The patient’s symptoms in this case changed significantly toward the end of her life. It does not appear that the nurse practitioner or DO considered the relationship between the medication and the new symptoms, evidenced by the failure to obtain liver testing. In any case, medical professionals must keep up with patients to ensure the patients are tolerating the medication.
It is well-known in the medical community that antifungal medications can cause skin rashes and liver damage. The standard procedure for antifungal medications always should include a baseline test for basic liver function. Once that baseline is established, physicians must order follow-up blood testing throughout the course of the medication. This patient lost her life because the physician failed to manage his patient and failed to conduct proper testing each time she returned to the clinic. Medical facilities should conduct internal audits to ensure physicians are properly managing their patients’ medications and following other hospital procedures.

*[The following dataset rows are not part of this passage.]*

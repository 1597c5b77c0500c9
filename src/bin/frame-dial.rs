//! Load generator for frame-router.
//!
//! Spawns a number of concurrent dialers. Each one repeatedly connects to
//! one of the targets, sends a single packet on a rotating routing key,
//! reads the `pong` when it dialed the ping route, and hangs up.

use bytes::Bytes;
use clap::Parser;
use frame_router::codec::{Codec, PacketCodec};
use frame_router::handlers::PING_ROUTE;
use frame_router::packet::{Packet, PacketType, HEADER_LEN};
use std::io;
use std::net::SocketAddr;
use std::sync::atomic::{AtomicU64, Ordering};
use std::sync::Arc;
use std::time::Duration;
use tokio::io::{AsyncReadExt, AsyncWriteExt};
use tokio::net::TcpStream;
use tracing::{debug, info, warn};
use tracing_subscriber::EnvFilter;

#[derive(Parser, Debug)]
#[command(name = "frame-dial")]
#[command(version = "0.1.0")]
#[command(about = "Load generator for frame-router", long_about = None)]
struct Args {
    /// Server address to dial; repeat to spread load round-robin
    #[arg(short, long, default_value = "127.0.0.1:9000")]
    addr: Vec<SocketAddr>,

    /// Concurrent dialers
    #[arg(short = 'n', long, default_value_t = 100)]
    connections: usize,

    /// Routing keys to rotate through
    #[arg(short, long, value_delimiter = ',', default_value = "1000,2000,3000")]
    routes: Vec<u32>,

    /// Pause between dials of one dialer, in milliseconds
    #[arg(short, long, default_value_t = 100)]
    interval_ms: u64,

    /// Dials per dialer before stopping (runs forever when omitted)
    #[arg(long)]
    rounds: Option<u64>,

    /// Log level (trace, debug, info, warn, error)
    #[arg(long, default_value = "info")]
    log_level: String,
}

#[tokio::main]
async fn main() -> Result<(), Box<dyn std::error::Error>> {
    let args = Args::parse();

    let filter =
        EnvFilter::try_from_default_env().unwrap_or_else(|_| EnvFilter::new(&args.log_level));
    tracing_subscriber::fmt()
        .with_env_filter(filter)
        .with_target(false)
        .init();

    if args.addr.is_empty() || args.routes.is_empty() {
        return Err("at least one address and one route are required".into());
    }

    info!(
        targets = args.addr.len(),
        connections = args.connections,
        routes = ?args.routes,
        "Starting dialers"
    );

    let args = Arc::new(args);
    let sent = Arc::new(AtomicU64::new(0));
    let mut tasks = Vec::with_capacity(args.connections);

    for dialer in 0..args.connections {
        let args = Arc::clone(&args);
        let sent = Arc::clone(&sent);
        tasks.push(tokio::spawn(async move {
            let codec = PacketCodec::default();
            let mut round = 0u64;
            while args.rounds.map_or(true, |limit| round < limit) {
                let slot = dialer + round as usize;
                let addr = args.addr[slot % args.addr.len()];
                let route = args.routes[slot % args.routes.len()];

                match dial(&codec, addr, route, format!("dialer-{dialer}-{round}")).await {
                    Ok(()) => {
                        sent.fetch_add(1, Ordering::Relaxed);
                    }
                    Err(e) => debug!(dialer, addr = %addr, error = %e, "Dial failed"),
                }

                round += 1;
                tokio::time::sleep(Duration::from_millis(args.interval_ms)).await;
            }
        }));
    }

    for task in tasks {
        if let Err(e) = task.await {
            warn!(error = %e, "Dialer panicked");
        }
    }

    info!(sent = sent.load(Ordering::Relaxed), "Done");
    Ok(())
}

async fn dial(codec: &PacketCodec, addr: SocketAddr, route: u32, body: String) -> io::Result<()> {
    let mut stream = TcpStream::connect(addr).await?;

    let packet = Packet::new(route, PacketType::Ping, Bytes::from(body));
    let frame = codec
        .encode(&packet)
        .map_err(|e| io::Error::new(io::ErrorKind::InvalidInput, e))?;
    stream.write_all(&frame).await?;

    if route == PING_ROUTE {
        // Replies carry type 0, so read them raw rather than through the
        // server-side decoder.
        let mut header = [0u8; HEADER_LEN];
        stream.read_exact(&mut header).await?;
        let length = u32::from_be_bytes([header[6], header[7], header[8], header[9]]);
        let mut reply = vec![0u8; length as usize];
        stream.read_exact(&mut reply).await?;
        debug!(route, reply = %String::from_utf8_lossy(&reply), "Received reply");
    }

    Ok(())
}
//! Packet model for the id-type-length-body wire format.
//!
//! ```text
//! offset 0..4:  id      (u32 BE, routing key, never 0 on the wire)
//! offset 4..6:  type    (u16 BE, PING=1234, SYNC=1235, BUSINESS=1236)
//! offset 6..10: length  (u32 BE, byte length of body)
//! offset 10..:  body    (exactly `length` bytes)
//! ```

use bytes::Bytes;

/// Fixed header size: id (4) + type (2) + length (4).
pub const HEADER_LEN: usize = 10;

/// Packet types accepted on the wire.
///
/// `Business` is the upper bound of the accepted range; there are no
/// business sub-kinds.
#[derive(Debug, Clone, Copy, PartialEq, Eq, Hash)]
#[repr(u16)]
pub enum PacketType {
    Ping = 1234,
    Sync = 1235,
    Business = 1236,
}

impl PacketType {
    /// Wire value of this type.
    pub fn as_u16(self) -> u16 {
        self as u16
    }

    /// Map a wire value into the accepted range.
    pub fn from_u16(value: u16) -> Option<Self> {
        match value {
            1234 => Some(PacketType::Ping),
            1235 => Some(PacketType::Sync),
            1236 => Some(PacketType::Business),
            _ => None,
        }
    }
}

/// A single framed packet.
///
/// `kind` holds the raw wire `type`. Replies built by handlers may leave it
/// at 0; only decoded packets are guaranteed to carry a [`PacketType`].
#[derive(Debug, Clone, PartialEq, Eq)]
pub struct Packet {
    /// Routing key selecting the handler.
    pub id: u32,
    /// Raw packet type.
    pub kind: u16,
    /// Body length; 0 means "compute from body" when encoding.
    pub length: u32,
    /// Opaque body.
    pub body: Bytes,
}

impl Packet {
    /// Build a packet of a known type. `length` is left unset.
    pub fn new(id: u32, kind: PacketType, body: impl Into<Bytes>) -> Self {
        Self {
            id,
            kind: kind.as_u16(),
            length: 0,
            body: body.into(),
        }
    }

    /// Build a reply routed back under `id` with the type left unset.
    pub fn reply(id: u32, body: impl Into<Bytes>) -> Self {
        Self {
            id,
            kind: 0,
            length: 0,
            body: body.into(),
        }
    }

    /// Decoded type, if `kind` is in the accepted range.
    pub fn packet_type(&self) -> Option<PacketType> {
        PacketType::from_u16(self.kind)
    }

    /// Total framed size.
    pub fn frame_len(&self) -> usize {
        HEADER_LEN + self.body.len()
    }
}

In consultations, physicians and nurse practitioners need to be very thorough with patient interviews to ensure that all of their symptoms are reported and considered. This will provide the physician with a full profile of the patient and his or her symptoms, allowing the best diagnoses possible. Some patients may be reluctant to acknowledge or have difficulty explaining their symptoms, so medical professionals must be diligent in their interviewing process.
Regarding nail fungus, treatment can be more effective when different treatment methods are combined. Some potential treatment options include oral antifungal drugs such as those prescribed in this case, medicated nail polish, medicated nail creams, and possibly even laser- or light-based therapies. If the physician here had instructed the patient to use some of these other remedies, she may not have stayed on the medication as long, and may not have sustained such a high degree of liver damage.
This case also illustrates that hospitals should work with knowledgeable counsel in their jurisdictions and consider whether and how to insulate themselves from liability arising out of negligence by medical professionals. Laws vary from state to state, and it may be worth exploring whether liability exposure can be reduced through categorizing workers as independent contractors rather than employees. Shifting liability to the physicians and nurses can prevent accidents from happening since their insurance premiums are on the line, rather than the hospital’s. If recategorizing employees is not an option, another way to reduce respondeat superior liability is to argue that the actions of medical professionals are not within the scope of their employment when they injure patients or stray from the standard of care. This argument makes sense where procedures are in place and physicians fail to follow them. The scope of the employment may end if the medical professional strays too far from established procedures.
REFERENCE
- Decided on June 9, 2016, in U.S. District Court, N.D. Georgia, Case No. 1:14CV03319.
Failure to monitor a patient's medication use resulted in fatal liver damage.